Obviously attracted to the beautiful Moabite woman, and yet acting always with restraint and dignity, Boaz instructs his workmen to deliberately leave grain in the field for Ruth to glean. When she returns to Naomi in the evening with an unexpected abundance, she learns for the first time from her mother-in-law that Boaz is a possible kinsman-redeemer. Thus, at Naomi's instruction she continues gleaning in Boaz's fields through the barley and wheat harvest for approximately three months.
At the end of the harvest, when the winnowing of the grain took place, Naomi seized the initiative provided by her relationship with Boaz and instructed Ruth on a stratagem that would combine both the law of redemption and the law of Levirate marriage. By coming to the sleeping Boaz and lying at his feet, Ruth is following a custom in Israel by which she is essentially asking Boaz to fulfill the responsibility of a kinsman to marry her and raise up heirs to the deceased Elimelech. She does this so modestly that Boaz commends her for her action, and having now clearly fallen in love with her, he eagerly consents to take on the requested responsibility. He has evidently hoped that such a situation would occur, for he immediately informs Ruth that a closer kinsman is involved and his claim must be settled first.
In the morning he generously sends her back to Naomi with a gift of six measures of barley and Naomi wisely tells her that the matter will surely be settled that day.
That same morning, Boaz took his seat at the gate of the city where the elders gathered for the settling of lawsuits and the judging of other matters brought before them. When the closer kinsman came by, Boaz requested an informal court, and when all were seated he presented his case to the other relative. He declared that Naomi wanted to sell a piece of land which belonged to Elimelech, but if she did the next of kin would be responsible to care for the family, since they now would have no property. Seeing the possibility of obtaining a choice piece of property, the first kinsman declared his willingness to assume this responsibility, but then Boaz played his trump card. He informed him that the land was also encumbered by a Levirate marriage, and that if he bought the property he would also have to marry the woman. This changed the picture for the first kinsman, since the land would then not belong to him but to whatever issue resulted from his union with Ruth. To symbolize his action, in the colorful custom of the East the man removed his right shoe and handed it to Boaz in the presence of the witnesses. The shoe symbolized his right as owner to set foot upon the land.

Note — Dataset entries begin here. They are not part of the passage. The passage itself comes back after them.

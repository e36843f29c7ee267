/// SplitMix64 pseudo-random stream.
///
/// Texture noise must be reproducible for a given `(state, canvas)` so that
/// plans can be compared and counted in tests; this is the whole reason the
/// generator is hand-rolled and seedable rather than pulled from thread-local
/// entropy.
#[derive(Clone, Copy, Debug)]
pub struct SplitMix64 {
    state: u64,
}

impl SplitMix64 {
    /// Create a stream from a seed. Equal seeds yield equal streams.
    pub fn new(seed: u64) -> Self {
        Self { state: seed }
    }

    /// Next raw 64-bit value.
    pub fn next_u64(&mut self) -> u64 {
        self.state = self.state.wrapping_add(0x9E37_79B9_7F4A_7C15);
        let mut z = self.state;
        z = (z ^ (z >> 30)).wrapping_mul(0xBF58_476D_1CE4_E5B9);
        z = (z ^ (z >> 27)).wrapping_mul(0x94D0_49BB_1331_11EB);
        z ^ (z >> 31)
    }

    /// Uniform `f64` in `[0, 1)`.
    pub fn next_f64(&mut self) -> f64 {
        // 53 mantissa bits of the next output.
        (self.next_u64() >> 11) as f64 / (1u64 << 53) as f64
    }

    /// Uniform `f64` in `[lo, hi)`. Returns `lo` for empty/inverted ranges.
    pub fn next_range(&mut self, lo: f64, hi: f64) -> f64 {
        if hi <= lo {
            return lo;
        }
        lo + self.next_f64() * (hi - lo)
    }

    /// Bernoulli draw with probability `p`.
    pub fn next_bool(&mut self, p: f64) -> bool {
        self.next_f64() < p
    }

    /// Uniform index in `[0, n)`. Returns 0 when `n == 0`.
    pub fn next_index(&mut self, n: usize) -> usize {
        if n == 0 {
            return 0;
        }
        (self.next_f64() * n as f64) as usize % n
    }
}

pub(crate) fn mul_div255_u16(x: u16, y: u16) -> u16 {
    (((u32::from(x) * u32::from(y)) + 127) / 255) as u16
}

pub(crate) fn mul_div255_u8(x: u16, y: u16) -> u8 {
    mul_div255_u16(x, y) as u8
}
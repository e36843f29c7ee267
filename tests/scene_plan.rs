//! End-to-end plan invariants over the public API.

use galley::{
    BacksplashPattern, CabinetStyle, Canvas, Color, CountertopMaterial, DesignState, DrawOp,
    Flooring, Layer, Paint, WallTexture, plan_scene,
};

fn reference_plan() -> galley::ScenePlan {
    plan_scene(&DesignState::default(), Canvas::new(800, 600))
}

#[test]
fn default_scenario_at_reference_size() {
    let plan = reference_plan();
    assert!(plan.is_layer_ordered());
    assert!(!plan.ops.is_empty());

    // Wall: full-canvas opaque fill in the default near-white.
    let Some(DrawOp::FillRect {
        rect,
        paint: Paint::Solid(wall),
        ..
    }) = plan.layer_ops(Layer::Walls).next()
    else {
        panic!("expected the wall fill first in its layer");
    };
    assert_eq!((wall.r, wall.g, wall.b, wall.a), (245, 245, 245, 255));
    assert_eq!((rect.x0, rect.y0, rect.x1, rect.y1), (0.0, 0.0, 800.0, 600.0));

    // Floor band occupies the bottom quarter.
    let Some(DrawOp::FillRect { rect, .. }) = plan.layer_ops(Layer::Floor).next() else {
        panic!("expected the floor gradient first in its layer");
    };
    assert_eq!((rect.y0, rect.y1), (450.0, 600.0));

    // Six cabinet units in two rows of three, modern detail.
    let bodies: Vec<_> = plan
        .layer_ops(Layer::Cabinets)
        .filter_map(|op| match op {
            DrawOp::FillRect {
                rect,
                paint: Paint::Solid(c),
                ..
            } if (c.r, c.g, c.b) == (0x8b, 0x45, 0x13) => Some(*rect),
            _ => None,
        })
        .collect();
    assert_eq!(bodies.len(), 6);
    let upper = bodies.iter().filter(|r| r.y1 < 450.0).count();
    let base = bodies.iter().filter(|r| r.y0 >= 450.0).count();
    assert_eq!((upper, base), (3, 3));

    // Countertop band at the documented height.
    let Some(DrawOp::FillRect { rect, .. }) = plan.layer_ops(Layer::Countertop).next() else {
        panic!("expected the countertop band first in its layer");
    };
    assert_eq!((rect.y0, rect.y1), (450.0, 468.0));

    // Subway backsplash: base band plus tiles.
    assert!(plan.layer_len(Layer::Backsplash) > 10);

    // Dishwasher, stove, fridge with their fixed op counts.
    assert_eq!(plan.layer_len(Layer::Appliances), 13);

    // No island by default; the vignette closes the plan.
    assert_eq!(plan.layer_len(Layer::Island), 0);
    assert_eq!(plan.ops.last().unwrap().layer(), Layer::Accent);
}

#[test]
fn island_toggle_adds_exactly_two_ops() {
    let base = DesignState::default();
    let island = DesignState {
        island_enabled: true,
        ..base.clone()
    };

    let a = plan_scene(&base, Canvas::new(800, 600));
    let b = plan_scene(&island, Canvas::new(800, 600));

    assert_eq!(b.ops.len(), a.ops.len() + 2);
    assert_eq!(b.layer_len(Layer::Island), 2);

    // Every non-island op is untouched by the toggle.
    let rest = |plan: &galley::ScenePlan| -> Vec<DrawOp> {
        plan.ops
            .iter()
            .filter(|op| op.layer() != Layer::Island)
            .cloned()
            .collect()
    };
    assert_eq!(rest(&a), rest(&b));
}

#[test]
fn doubling_the_canvas_doubles_every_rect() {
    let state = DesignState {
        wall_texture: WallTexture::Marble,
        countertop: CountertopMaterial::Marble,
        backsplash: BacksplashPattern::Marble,
        seed: 31,
        ..DesignState::default()
    };
    let a = plan_scene(&state, Canvas::new(800, 600));
    let b = plan_scene(&state, Canvas::new(1600, 1200));

    assert_eq!(a.ops.len(), b.ops.len());
    for (small, large) in a.ops.iter().zip(&b.ops) {
        match (small, large) {
            (DrawOp::FillRect { rect: ra, .. }, DrawOp::FillRect { rect: rb, .. })
            | (DrawOp::StrokeRect { rect: ra, .. }, DrawOp::StrokeRect { rect: rb, .. }) => {
                for (x, y) in [
                    (ra.x0, rb.x0),
                    (ra.y0, rb.y0),
                    (ra.x1, rb.x1),
                    (ra.y1, rb.y1),
                ] {
                    assert!((y - x * 2.0).abs() < 1e-9, "{x} vs {y}");
                }
            }
            (
                DrawOp::Line {
                    from: fa,
                    to: ta,
                    width: wa,
                    ..
                },
                DrawOp::Line {
                    from: fb,
                    to: tb,
                    width: wb,
                    ..
                },
            ) => {
                assert!((fb.x - fa.x * 2.0).abs() < 1e-9);
                assert!((fb.y - fa.y * 2.0).abs() < 1e-9);
                assert!((tb.x - ta.x * 2.0).abs() < 1e-9);
                assert!((tb.y - ta.y * 2.0).abs() < 1e-9);
                assert!((wb - wa * 2.0).abs() < 1e-9);
            }
            (DrawOp::FillPath { path: pa, .. }, DrawOp::FillPath { path: pb, .. }) => {
                assert_eq!(pa.elements().len(), pb.elements().len());
            }
            _ => panic!("op kinds diverged between sizes"),
        }
    }
}

#[test]
fn unknown_tags_degrade_without_erroring() {
    let state: DesignState = serde_json::from_value(serde_json::json!({
        "cabinet_style": "brutalist",
        "countertop": "unobtainium",
        "backsplash": "chevron",
        "flooring": "lava",
        "wall_texture": "velvet",
        "wall_color": "#zzzzzz"
    }))
    .unwrap();

    assert_eq!(state.cabinet_style, CabinetStyle::Unknown);
    assert_eq!(state.countertop, CountertopMaterial::Unknown);
    assert_eq!(state.flooring, Flooring::Unknown);
    assert_eq!(state.wall_color, Color::BLACK);

    let plan = plan_scene(&state, Canvas::new(800, 600));
    assert!(plan.is_layer_ordered());
    // Base geometry survives everywhere; only decoration drops out.
    assert_eq!(plan.layer_len(Layer::Floor), 1);
    assert_eq!(plan.layer_len(Layer::Countertop), 2);
    assert_eq!(plan.layer_len(Layer::Backsplash), 1);
    assert_eq!(plan.layer_len(Layer::Cabinets), 6 * 6);
    assert_eq!(plan.layer_len(Layer::Appliances), 13);
}

#[test]
fn equal_states_plan_identically_across_processes() {
    // Serialized form is stable, so byte-comparing two runs stands in for a
    // cross-process determinism check.
    let state = DesignState {
        wall_texture: WallTexture::Paint,
        seed: 77,
        ..DesignState::default()
    };
    let a = serde_json::to_string(&plan_scene(&state, Canvas::new(400, 300))).unwrap();
    let b = serde_json::to_string(&plan_scene(&state, Canvas::new(400, 300))).unwrap();
    assert_eq!(a, b);
}

#[test]
fn lighting_wash_follows_brightness() {
    let dim = DesignState {
        brightness: 40,
        ..DesignState::default()
    };
    let plan = plan_scene(&dim, Canvas::new(800, 600));
    assert_eq!(plan.layer_len(Layer::Lighting), 1);

    // Dim lighting also darkens the wall fill itself.
    let Some(DrawOp::FillRect {
        paint: Paint::Solid(wall),
        ..
    }) = plan.layer_ops(Layer::Walls).next()
    else {
        panic!("expected wall fill");
    };
    // (245 - 128) * 1.0 + 128 * 0.4 = 168.2 -> 168.
    assert_eq!(wall.r, 168);
}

This right now becomes Boaz's and the coast is clear for him to take Ruth as his wife.
The account closes with the birth of a son to Boaz and Ruth, who brings great joy to the heart of his grandmother, Naomi, and grows up to be the grandfather of David, Israel's mightiest king.

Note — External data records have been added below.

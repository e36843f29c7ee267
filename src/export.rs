//! PNG snapshot export.

use std::path::Path;
use std::time::{SystemTime, UNIX_EPOCH};

use anyhow::Context;

use crate::foundation::error::{GalleyError, GalleyResult};
use crate::render::backend::FrameRGBA;

/// Encode a frame as PNG at `path`, creating parent directories as needed.
///
/// The encoder expects straight alpha; premultiplied frames are converted
/// first. Exporting an empty frame is an error (there is nothing to save).
pub fn write_png(frame: &FrameRGBA, path: &Path) -> GalleyResult<()> {
    if frame.is_empty() {
        return Err(GalleyError::render("cannot export an empty frame"));
    }

    let straight;
    let data: &[u8] = if frame.premultiplied {
        straight = unpremultiply(&frame.data);
        &straight
    } else {
        &frame.data
    };

    if let Some(parent) = path.parent()
        && !parent.as_os_str().is_empty()
    {
        std::fs::create_dir_all(parent)
            .with_context(|| format!("create output dir '{}'", parent.display()))?;
    }

    image::save_buffer_with_format(
        path,
        data,
        frame.width,
        frame.height,
        image::ColorType::Rgba8,
        image::ImageFormat::Png,
    )
    .with_context(|| format!("write png '{}'", path.display()))?;
    Ok(())
}

/// Timestamped default snapshot name, `kitchen-design-<unix-millis>.png`.
pub fn snapshot_filename() -> String {
    let millis = SystemTime::now()
        .duration_since(UNIX_EPOCH)
        .map(|d| d.as_millis())
        .unwrap_or(0);
    format!("kitchen-design-{millis}.png")
}

/// Convert premultiplied RGBA8 bytes back to straight alpha.
fn unpremultiply(premul: &[u8]) -> Vec<u8> {
    let mut out = Vec::with_capacity(premul.len());
    for px in premul.chunks_exact(4) {
        let a = px[3];
        if a == 0 {
            out.extend_from_slice(&[0, 0, 0, 0]);
            continue;
        }
        let un = |c: u8| -> u8 {
            ((u32::from(c) * 255 + u32::from(a) / 2) / u32::from(a)).min(255) as u8
        };
        out.extend_from_slice(&[un(px[0]), un(px[1]), un(px[2]), a]);
    }
    out
}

The beautiful little story of Ruth not only provides a link between the days of the judges and the subsequent reign of David, but symbolizes in the figure of Boaz how Christ our great Kinsman-Redeemer overcomes the obstacle of our birth in Adam, as strangers and foreigners to the promises of God, and takes us to Himself in a union that will produce the fruit of the Spirit to the honor and glory of God. It is highly significant that in the genealogy of Matthew, Ruth is included as the ancestress of Jesus the Messiah.